Section 404.926 of Volume 20 of the Code of Federal Regulations provides in part that, "Subpoenas ... shall be issued in the name of the Secretary ... and the Social Security Administration shall pay the cost of the issuance and the fees and mileage of any witness so subpoenaed... ." Present Alaska law requires the party requesting subpoena to bear such costs. Thus, neither Schoen nor Richardson stands for the proposition that a party may waive its right of cross-examination if it refuses to bear the cost of producing the party to be cross-examined.

[20] AS 23.30.115; AS 44.62.430. In Alaska the party requesting subpoena must pay the fees, mileage, and expenses of the subpoenaed witness. Because Dr. Tenckhoff resides in the State of Washington, he would be outside the reach of process in this case. Compare AS 12.50.010 et seq. Since we do not know whether Dr. Tenckhoff would voluntarily comply with a request for appearance, we decline to consider questions of the weight to be given his letters, assuming they are admissible at all, should he not appear after request.

[21] Compare Employers Commercial Union Ins. Group v. Schoen, 519 P.2d 819, 825 (Alaska 1974).

[22] Id.; AS 44.62.570(d).

[23] Id.

[24] 3 Larsen, Workmen's Compensation Law, § 79.51, at 180-87. Beauchamp v. Employers Liability Assurance Corp., 477 P.2d 993, 996 (Alaska 1970).

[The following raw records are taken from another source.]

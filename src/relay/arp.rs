//! ARP proxy for the relay's own interface addresses.

use std::sync::Arc;

use pnet::packet::arp::ArpOperations;

use crate::domain::{best_vlan_match, ConnectPoint, OutboundPacket};
use crate::parser::{ArpMessage, EthernetFrame, FramePayload};
use crate::services::InterfaceService;

pub struct ArpProxy {
    interfaces: Arc<dyn InterfaceService>,
}

impl ArpProxy {
    pub fn new(interfaces: Arc<dyn InterfaceService>) -> Self {
        Self { interfaces }
    }

    /// Answer an ARP request for an address owned by an interface at
    /// `received_from` that accepts the request's VLAN. The reply goes
    /// straight back out of the same port; requests are never flooded.
    pub fn handle(&self, frame: &EthernetFrame, received_from: &ConnectPoint) -> Option<OutboundPacket> {
        let request = frame.arp()?;
        if request.operation != ArpOperations::Request {
            return None;
        }

        let candidates = self.interfaces.interfaces_by_port(received_from);
        if candidates.is_empty() {
            tracing::warn!("No interface configured at {}, ignoring ARP", received_from);
            return None;
        }
        let owners = candidates.iter().filter(|iface| iface.owns_ip(request.target_ip));
        let Some(iface) = best_vlan_match(owners, frame.vlan) else {
            tracing::trace!(
                "ARP for {} on VLAN {} at {} is not for us",
                request.target_ip,
                frame.vlan,
                received_from
            );
            return None;
        };
        let reply_mac = iface.mac_or_default();

        let reply = EthernetFrame {
            destination: frame.source,
            source: reply_mac,
            vlan: frame.vlan,
            priority: frame.priority,
            payload: FramePayload::Arp(ArpMessage {
                operation: ArpOperations::Reply,
                sender_mac: reply_mac,
                sender_ip: request.target_ip,
                target_mac: request.sender_mac,
                target_ip: request.sender_ip,
            }),
        };

        match reply.to_bytes() {
            Ok(bytes) => {
                tracing::trace!("ARP reply {} is-at {} to {}", request.target_ip, reply_mac, received_from);
                Some(OutboundPacket::to(received_from, bytes))
            }
            Err(e) => {
                tracing::debug!("Failed to encode ARP reply: {}", e);
                None
            }
        }
    }
}
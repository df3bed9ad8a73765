//! Daemon configuration: a TOML file plus environment overrides.

use std::net::Ipv4Addr;
use std::path::{Path, PathBuf};

use macaddr::MacAddr6;
use pnet::ipnetwork::Ipv4Network;
use serde::Deserialize;

use crate::domain::{ConnectPoint, HostDescription, HostId, HostLocation, Interface, VlanId};
use crate::error::ConfigError;
use crate::relay::DhcpServerConfig;

const DEFAULT_CONFIG_PATH: &str = "/etc/dhcp-relay.toml";
const DEFAULT_LOG_FILTER: &str = "info";

/// A host interface captured on behalf of a connect point.
#[derive(Debug, Clone, PartialEq, Eq)]
pub struct PortBinding {
    pub name: String,
    pub connect_point: ConnectPoint,
}

/// A host known ahead of discovery, such as the DHCP server itself.
#[derive(Debug, Clone, PartialEq, Eq)]
pub struct StaticHost {
    pub mac: MacAddr6,
    pub vlan: VlanId,
    pub ips: Vec<Ipv4Addr>,
    pub location: ConnectPoint,
}

impl StaticHost {
    pub fn id(&self) -> HostId {
        HostId::new(self.mac, self.vlan)
    }

    pub fn description(&self) -> HostDescription {
        let location = HostLocation::now(self.location.clone());
        self.ips.iter().fold(
            HostDescription::new(self.mac, self.vlan, location),
            |description, ip| description.with_ip(*ip),
        )
    }
}

#[derive(Debug, Clone)]
pub struct Config {
    /// `None` leaves the relay unconfigured; every DHCP packet is dropped.
    pub server: Option<DhcpServerConfig>,
    pub arp_enabled: bool,
    pub log_filter: String,
    pub ports: Vec<PortBinding>,
    pub interfaces: Vec<Interface>,
    pub hosts: Vec<StaticHost>,
}

impl Config {
    /// The file to load: the explicit path, else `DHCP_RELAY_CONFIG`, else
    /// the system default.
    pub fn resolve_path(explicit: Option<PathBuf>) -> PathBuf {
        explicit
            .or_else(|| std::env::var("DHCP_RELAY_CONFIG").ok().map(PathBuf::from))
            .unwrap_or_else(|| PathBuf::from(DEFAULT_CONFIG_PATH))
    }

    pub fn load(path: &Path) -> Result<Self, ConfigError> {
        let content = std::fs::read_to_string(path).map_err(|source| ConfigError::Io {
            path: path.display().to_string(),
            source,
        })?;

        let mut config = Self::parse(&content, path)?;
        config.apply_arp_override(std::env::var("DHCP_RELAY_ARP_ENABLED").ok())?;
        Ok(config)
    }

    /// Parse configuration text. `origin` is only used in error messages.
    pub fn parse(content: &str, origin: &Path) -> Result<Self, ConfigError> {
        let raw: RawConfig = toml::from_str(content).map_err(|source| ConfigError::Parse {
            path: origin.display().to_string(),
            source,
        })?;
        raw.try_into()
    }

    fn apply_arp_override(&mut self, value: Option<String>) -> Result<(), ConfigError> {
        let Some(value) = value else {
            return Ok(());
        };
        self.arp_enabled = match value.trim().to_ascii_lowercase().as_str() {
            "1" | "true" | "yes" | "on" => true,
            "0" | "false" | "no" | "off" => false,
            _ => {
                return Err(ConfigError::InvalidValue {
                    field: "DHCP_RELAY_ARP_ENABLED",
                    value,
                })
            }
        };
        Ok(())
    }
}

#[derive(Debug, Deserialize)]
#[serde(deny_unknown_fields)]
struct RawConfig {
    #[serde(default)]
    relay: RawRelay,
    #[serde(default)]
    ports: Vec<RawPort>,
    #[serde(default)]
    interfaces: Vec<RawInterface>,
    #[serde(default)]
    hosts: Vec<RawHost>,
}

#[derive(Debug, Deserialize)]
#[serde(default, deny_unknown_fields)]
struct RawRelay {
    dhcp_server_ip: Option<Ipv4Addr>,
    dhcp_server_connect_point: Option<String>,
    dhcp_gateway_ip: Option<Ipv4Addr>,
    arp_enabled: bool,
    log_filter: String,
}

impl Default for RawRelay {
    fn default() -> Self {
        Self {
            dhcp_server_ip: None,
            dhcp_server_connect_point: None,
            dhcp_gateway_ip: None,
            arp_enabled: true,
            log_filter: DEFAULT_LOG_FILTER.to_string(),
        }
    }
}

#[derive(Debug, Deserialize)]
#[serde(deny_unknown_fields)]
struct RawPort {
    name: String,
    connect_point: String,
}

#[derive(Debug, Deserialize)]
#[serde(deny_unknown_fields)]
struct RawInterface {
    name: String,
    connect_point: String,
    #[serde(default)]
    ips: Vec<String>,
    mac: Option<String>,
    vlan: Option<u16>,
    vlan_untagged: Option<u16>,
    #[serde(default)]
    vlan_tagged: Vec<u16>,
    vlan_native: Option<u16>,
}

#[derive(Debug, Deserialize)]
#[serde(deny_unknown_fields)]
struct RawHost {
    mac: String,
    vlan: Option<u16>,
    #[serde(default)]
    ips: Vec<Ipv4Addr>,
    location: String,
}

impl TryFrom<RawConfig> for Config {
    type Error = ConfigError;

    fn try_from(raw: RawConfig) -> Result<Self, Self::Error> {
        let relay = raw.relay;
        let server = match (relay.dhcp_server_ip, relay.dhcp_server_connect_point) {
            (Some(server_ip), Some(cp)) => Some(DhcpServerConfig {
                server_ip,
                server_connect_point: connect_point("relay.dhcp_server_connect_point", &cp)?,
                gateway_ip: relay.dhcp_gateway_ip,
            }),
            (None, None) if relay.dhcp_gateway_ip.is_none() => None,
            (Some(_), None) => {
                return Err(ConfigError::InvalidValue {
                    field: "relay.dhcp_server_connect_point",
                    value: "missing".to_string(),
                })
            }
            (None, _) => {
                return Err(ConfigError::InvalidValue {
                    field: "relay.dhcp_server_ip",
                    value: "missing".to_string(),
                })
            }
        };

        let ports = raw
            .ports
            .into_iter()
            .map(|port| {
                Ok(PortBinding {
                    connect_point: connect_point("ports.connect_point", &port.connect_point)?,
                    name: port.name,
                })
            })
            .collect::<Result<_, ConfigError>>()?;

        let interfaces = raw
            .interfaces
            .into_iter()
            .map(Interface::try_from)
            .collect::<Result<_, _>>()?;

        let hosts = raw
            .hosts
            .into_iter()
            .map(|host| {
                Ok(StaticHost {
                    mac: mac("hosts.mac", &host.mac)?,
                    vlan: optional_vlan("hosts.vlan", host.vlan)?,
                    ips: host.ips,
                    location: connect_point("hosts.location", &host.location)?,
                })
            })
            .collect::<Result<_, ConfigError>>()?;

        Ok(Config {
            server,
            arp_enabled: relay.arp_enabled,
            log_filter: relay.log_filter,
            ports,
            interfaces,
            hosts,
        })
    }
}

impl TryFrom<RawInterface> for Interface {
    type Error = ConfigError;

    fn try_from(raw: RawInterface) -> Result<Self, Self::Error> {
        let mut iface = Interface::new(
            raw.name,
            connect_point("interfaces.connect_point", &raw.connect_point)?,
        )
        .with_vlan(optional_vlan("interfaces.vlan", raw.vlan)?)
        .with_vlan_untagged(optional_vlan("interfaces.vlan_untagged", raw.vlan_untagged)?)
        .with_vlan_native(optional_vlan("interfaces.vlan_native", raw.vlan_native)?)
        .with_vlan_tagged(
            raw.vlan_tagged
                .into_iter()
                .map(|id| vlan("interfaces.vlan_tagged", id))
                .collect::<Result<Vec<_>, _>>()?,
        );

        for ip in &raw.ips {
            let network = ip
                .parse::<Ipv4Network>()
                .map_err(|_| ConfigError::InvalidValue {
                    field: "interfaces.ips",
                    value: ip.clone(),
                })?;
            iface = iface.with_ip(network);
        }
        if let Some(raw_mac) = &raw.mac {
            iface = iface.with_mac(mac("interfaces.mac", raw_mac)?);
        }
        Ok(iface)
    }
}

fn connect_point(field: &'static str, value: &str) -> Result<ConnectPoint, ConfigError> {
    value.parse().map_err(|_| ConfigError::InvalidValue {
        field,
        value: value.to_string(),
    })
}

fn mac(field: &'static str, value: &str) -> Result<MacAddr6, ConfigError> {
    value.parse().map_err(|_| ConfigError::InvalidValue {
        field,
        value: value.to_string(),
    })
}

fn vlan(field: &'static str, id: u16) -> Result<VlanId, ConfigError> {
    VlanId::new(id).ok_or(ConfigError::InvalidValue {
        field,
        value: id.to_string(),
    })
}

fn optional_vlan(field: &'static str, id: Option<u16>) -> Result<VlanId, ConfigError> {
    id.map_or(Ok(VlanId::NONE), |id| vlan(field, id))
}

#[cfg(test)]
mod tests {
    use super::*;
    use crate::domain::DeviceId;

    const FULL: &str = r#"
[relay]
dhcp_server_ip = "10.0.0.1"
dhcp_server_connect_point = "of:0000000000000001/9"
dhcp_gateway_ip = "10.0.9.1"
arp_enabled = false
log_filter = "dhcp_relay=debug"

[[ports]]
name = "eth1"
connect_point = "of:0000000000000001/1"

[[interfaces]]
name = "clients"
connect_point = "of:0000000000000001/1"
ips = ["10.0.1.1/24"]
mac = "02:00:00:00:ff:01"
vlan_tagged = [10, 20]

[[hosts]]
mac = "aa:bb:00:00:00:01"
ips = ["10.0.9.1"]
location = "of:0000000000000001/9"
"#;

    fn parse(content: &str) -> Result<Config, ConfigError> {
        Config::parse(content, Path::new("test.toml"))
    }

    fn cp(port: u32) -> ConnectPoint {
        ConnectPoint::new(DeviceId::new("of:0000000000000001").unwrap(), port)
    }

    mod load_tests {
        use super::*;

        #[test]
        fn test_full_config() {
            let config = parse(FULL).unwrap();

            assert_eq!(
                config.server,
                Some(DhcpServerConfig {
                    server_ip: Ipv4Addr::new(10, 0, 0, 1),
                    server_connect_point: cp(9),
                    gateway_ip: Some(Ipv4Addr::new(10, 0, 9, 1)),
                })
            );
            assert!(!config.arp_enabled);
            assert_eq!(config.log_filter, "dhcp_relay=debug");
            assert_eq!(
                config.ports,
                vec![PortBinding {
                    name: "eth1".to_string(),
                    connect_point: cp(1),
                }]
            );

            let iface = &config.interfaces[0];
            assert_eq!(iface.name, "clients");
            assert_eq!(iface.ipv4_address(), Some(Ipv4Addr::new(10, 0, 1, 1)));
            assert_eq!(iface.mac, Some(MacAddr6::new(0x02, 0, 0, 0, 0xff, 0x01)));
            assert_eq!(iface.vlan_tagged.len(), 2);
            assert!(iface.vlan_untagged.is_none());

            let host = &config.hosts[0];
            assert_eq!(host.vlan, VlanId::NONE);
            assert_eq!(host.id(), HostId::new(host.mac, VlanId::NONE));
            assert_eq!(host.description().ips, vec![Ipv4Addr::new(10, 0, 9, 1)]);
            assert_eq!(host.description().location.connect_point, cp(9));
        }

        #[test]
        fn test_empty_config_uses_defaults() {
            let config = parse("").unwrap();
            assert!(config.server.is_none());
            assert!(config.arp_enabled);
            assert_eq!(config.log_filter, "info");
            assert!(config.ports.is_empty());
            assert!(config.interfaces.is_empty());
        }

        #[test]
        fn test_missing_file() {
            let err = Config::load(Path::new("/nonexistent/dhcp-relay.toml")).unwrap_err();
            assert!(matches!(err, ConfigError::Io { .. }));
        }
    }

    mod validation_tests {
        use super::*;

        #[test]
        fn test_server_ip_without_connect_point() {
            let err = parse("[relay]\ndhcp_server_ip = \"10.0.0.1\"\n").unwrap_err();
            assert!(matches!(
                err,
                ConfigError::InvalidValue {
                    field: "relay.dhcp_server_connect_point",
                    ..
                }
            ));
        }

        #[test]
        fn test_gateway_without_server() {
            assert!(parse("[relay]\ndhcp_gateway_ip = \"10.0.9.1\"\n").is_err());
        }

        #[test]
        fn test_bad_connect_point() {
            let err = parse("[[ports]]\nname = \"eth0\"\nconnect_point = \"of:1\"\n").unwrap_err();
            assert!(matches!(
                err,
                ConfigError::InvalidValue {
                    field: "ports.connect_point",
                    ..
                }
            ));
        }

        #[test]
        fn test_vlan_out_of_range() {
            let content = "[[interfaces]]\nname = \"x\"\nconnect_point = \"of:1/1\"\nvlan = 4095\n";
            assert!(matches!(
                parse(content).unwrap_err(),
                ConfigError::InvalidValue {
                    field: "interfaces.vlan",
                    ..
                }
            ));
        }

        #[test]
        fn test_bad_address_and_unknown_key() {
            assert!(matches!(
                parse("[relay]\ndhcp_server_ip = \"10.0.0\"\n").unwrap_err(),
                ConfigError::Parse { .. }
            ));
            assert!(matches!(
                parse("[relay]\nserver = 1\n").unwrap_err(),
                ConfigError::Parse { .. }
            ));
        }
    }

    mod override_tests {
        use super::*;

        #[test]
        fn test_arp_override() {
            let mut config = parse("").unwrap();
            config.apply_arp_override(Some("off".to_string())).unwrap();
            assert!(!config.arp_enabled);
            config.apply_arp_override(Some("1".to_string())).unwrap();
            assert!(config.arp_enabled);
            config.apply_arp_override(None).unwrap();
            assert!(config.arp_enabled);
        }

        #[test]
        fn test_invalid_arp_override() {
            let mut config = parse("").unwrap();
            let err = config.apply_arp_override(Some("maybe".to_string())).unwrap_err();
            assert!(err.to_string().contains("DHCP_RELAY_ARP_ENABLED"));
        }

        #[test]
        fn test_explicit_path_wins() {
            assert_eq!(
                Config::resolve_path(Some(PathBuf::from("/tmp/relay.toml"))),
                PathBuf::from("/tmp/relay.toml")
            );
        }
    }
}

[25] Given the closeness of the question whether Smallwood in fact has sustained a compensable injury and the uncertain state of the law as to appellants' right of cross-examination, we believe a remand to the Board is the most equitable solution at this point in the case.

[26] Our resolution of this appeal has made disposition of the other issues raised by appellants unnecessary.